A variety of payment forms will be considered, including flat fees, “trail” fees, fees determined as a percentage of the premium and/or time-based fees. What is important is that it should be comparable, and understandable to the client.
This remuneration model will require rigorous up-front and on-going disclosure standards, and constant monitoring to ensure adherence. This will be supported by regulatory guidance and consumer education to ensure that clients also understand their rights and obligations.
Clients retain the right to cancel the on-going advice fee, should they be dissatisfied with the service they are getting.

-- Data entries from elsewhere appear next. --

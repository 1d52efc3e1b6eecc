//! Repurposing Agent
//!
//! Runs on demand after a search has finished, against a condensed context built from the
//! finished report rather than the full grounding context.

use serde::Deserialize;
use serde_json::{json, Value};
use tracing::{error, info, warn};

use super::invoker::{AgentInvocation, GenerationInvoker};
use crate::citations::CitationSink;
use crate::events::LogSink;
use crate::models::RepurposingCandidate;

const TASK: &str = "TASK: Drug Repurposing Generator
- Identify 3-5 existing approved drugs (from DrugBank/ChEMBL) that modulate the targets or pathways involved in this disease.
- Focus on drugs approved for OTHER indications that share mechanism overlap.
- Rate their feasibility (0-100).
- Provide specific validation steps.";

/// Candidates are kept as raw values so one malformed entry does not sink the rest
#[derive(Debug, Default, Deserialize)]
#[serde(default, rename_all = "camelCase")]
struct RepurposingEnvelope {
    repurposing_candidates: Vec<Value>,
}

pub struct RepurposingAgent {
    thinking_budget: u32,
}

impl RepurposingAgent {
    pub const LABEL: &'static str = "Repurposing Agent";

    pub fn new(thinking_budget: u32) -> Self {
        Self { thinking_budget }
    }

    pub fn context(disease_name: &str, mechanism: &str, target_proteins: &[String]) -> String {
        format!(
            "CONTEXT:\nDISEASE: {}\nMECHANISM: {}\nTARGETS: {}",
            disease_name,
            mechanism,
            target_proteins.join(", ")
        )
    }

    pub fn schema() -> Value {
        json!({
            "type": "OBJECT",
            "properties": {
                "repurposingCandidates": {
                    "type": "ARRAY",
                    "items": {
                        "type": "OBJECT",
                        "properties": {
                            "drugName": { "type": "STRING" },
                            "originalIndication": { "type": "STRING" },
                            "mechanismOfAction": { "type": "STRING" },
                            "feasibilityScore": { "type": "NUMBER" },
                            "rationale": { "type": "STRING" },
                            "validationSteps": { "type": "ARRAY", "items": { "type": "STRING" } }
                        },
                        "required": [
                            "drugName",
                            "originalIndication",
                            "mechanismOfAction",
                            "feasibilityScore",
                            "rationale",
                            "validationSteps"
                        ]
                    }
                }
            }
        })
    }

    /// Generate candidates for a finished report. Never fails: any error yields an empty list.
    pub async fn generate(
        &self,
        invoker: &GenerationInvoker,
        disease_name: &str,
        mechanism: &str,
        target_proteins: &[String],
    ) -> Vec<RepurposingCandidate> {
        let context = Self::context(disease_name, mechanism, target_proteins);
        let invocation = AgentInvocation {
            label: Self::LABEL,
            start_logs: &[],
            context: &context,
            query: None,
            instruction: TASK.to_string(),
            schema: Self::schema(),
            thinking_budget: self.thinking_budget,
        };

        // Runs outside any search, so progress and citations have nowhere to go
        let envelope: RepurposingEnvelope = match invoker
            .invoke(&invocation, &LogSink::discard(), &CitationSink::new())
            .await
        {
            Ok(envelope) => envelope,
            Err(e) => {
                error!(disease = %disease_name, error = %e, "Repurposing agent failed");
                return Vec::new();
            }
        };

        let candidates = collect_candidates(envelope.repurposing_candidates);
        info!(disease = %disease_name, count = candidates.len(), "Repurposing candidates generated");
        candidates
    }
}

fn collect_candidates(raw: Vec<Value>) -> Vec<RepurposingCandidate> {
    raw.into_iter()
        .filter_map(|value| match serde_json::from_value::<RepurposingCandidate>(value) {
            Ok(candidate) if !candidate.drug_name.trim().is_empty() => Some(candidate.clamp_score()),
            Ok(_) => {
                warn!("Skipping repurposing candidate without a drug name");
                None
            }
            Err(e) => {
                warn!(error = %e, "Skipping malformed repurposing candidate");
                None
            }
        })
        .collect()
}

#[cfg(test)]
mod tests {
    use super::*;
    use crate::testing::{Reply, ScriptedAdapter};
    use std::sync::Arc;
    use std::time::Duration;

    fn setup(reply: Reply) -> (GenerationInvoker, Arc<ScriptedAdapter>) {
        let adapter = Arc::new(ScriptedAdapter::new().with("repurposing", reply));
        let invoker = GenerationInvoker::new(adapter.clone(), "test-model", Duration::from_secs(5), 8192);
        (invoker, adapter)
    }

    #[test]
    fn test_context_lists_targets() {
        let context = RepurposingAgent::context(
            "Fabry disease",
            "Gb3 accumulation",
            &["GLA".to_string(), "LAMP2".to_string()],
        );
        assert_eq!(
            context,
            "CONTEXT:\nDISEASE: Fabry disease\nMECHANISM: Gb3 accumulation\nTARGETS: GLA, LAMP2"
        );
    }

    #[tokio::test]
    async fn test_empty_target_list_still_queries() {
        let (invoker, adapter) = setup(Reply::json(json!({
            "repurposingCandidates": [{
                "drugName": "Migalastat",
                "originalIndication": "Fabry disease (amenable variants)",
                "mechanismOfAction": "Pharmacological chaperone",
                "feasibilityScore": 85,
                "rationale": "Stabilizes misfolded enzyme",
                "validationSteps": ["In vitro amenability assay"]
            }]
        })));

        let candidates = RepurposingAgent::new(4096)
            .generate(&invoker, "Fabry disease", "Gb3 accumulation", &[])
            .await;

        assert_eq!(candidates.len(), 1);
        assert_eq!(candidates[0].feasibility_score, 85.0);

        let requests = adapter.requests();
        assert_eq!(requests.len(), 1);
        assert!(requests[0].prompt.contains("TARGETS: \n\nINSTRUCTION: TASK: Drug Repurposing Generator"));
        assert_eq!(requests[0].thinking_budget, 4096);
        assert!(requests[0].enable_search);
    }

    #[tokio::test]
    async fn test_failure_yields_empty_list() {
        let (invoker, _) = setup(Reply::Fail("quota exceeded".to_string()));

        let candidates = RepurposingAgent::new(4096)
            .generate(&invoker, "Fabry disease", "Gb3 accumulation", &["GLA".to_string()])
            .await;

        assert!(candidates.is_empty());
    }

    #[tokio::test]
    async fn test_malformed_candidates_are_skipped_and_scores_clamped() {
        let (invoker, _) = setup(Reply::json(json!({
            "repurposingCandidates": [
                { "drugName": "Ambroxol", "feasibilityScore": 130 },
                { "drugName": "Broken", "feasibilityScore": "very high" },
                { "rationale": "no drug named" },
                { "drugName": "Lucerastat", "feasibilityScore": -10 }
            ]
        })));

        let candidates = RepurposingAgent::new(4096)
            .generate(&invoker, "Fabry disease", "", &[])
            .await;

        let names: Vec<_> = candidates.iter().map(|c| c.drug_name.as_str()).collect();
        assert_eq!(names, vec!["Ambroxol", "Lucerastat"]);
        assert_eq!(candidates[0].feasibility_score, 100.0);
        assert_eq!(candidates[1].feasibility_score, 0.0);
    }

    #[tokio::test]
    async fn test_missing_candidate_list_is_empty() {
        let (invoker, _) = setup(Reply::json(json!({})));

        let candidates = RepurposingAgent::new(4096)
            .generate(&invoker, "Fabry disease", "", &[])
            .await;
        assert!(candidates.is_empty());
    }
}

The Registrar was at pains to point out that the above model will be thrashed out over time in consultation with the industry. It is also very reassuring to know that nothing in the current environment will be stopped or replaced before the new regulations are in place.
The RDR Discussion Paper will be released for comment, following current internal discussions between the FSB and National Treasury.
It is important to look at the envisaged time frames – the following aspects will receive attention in 2014:
Review of potential conflicted remuneration
- outsource/binder fees paid to intermediaries
- 3rd party cell captive arrangements / similar arrangements with intermediaries
- Up-front commission on replacement policies
- Broker franchise models
- Section 8(5) fees
- A review of the appropriateness of the “hybrid” representative model
A review of “equivalence of reward” with regards to incentive driven churn
- “joining” incentives for tied agents
- guidance on application of equivalence principles
Broader RDR and FAIS reforms will receive attention in 2015/2016.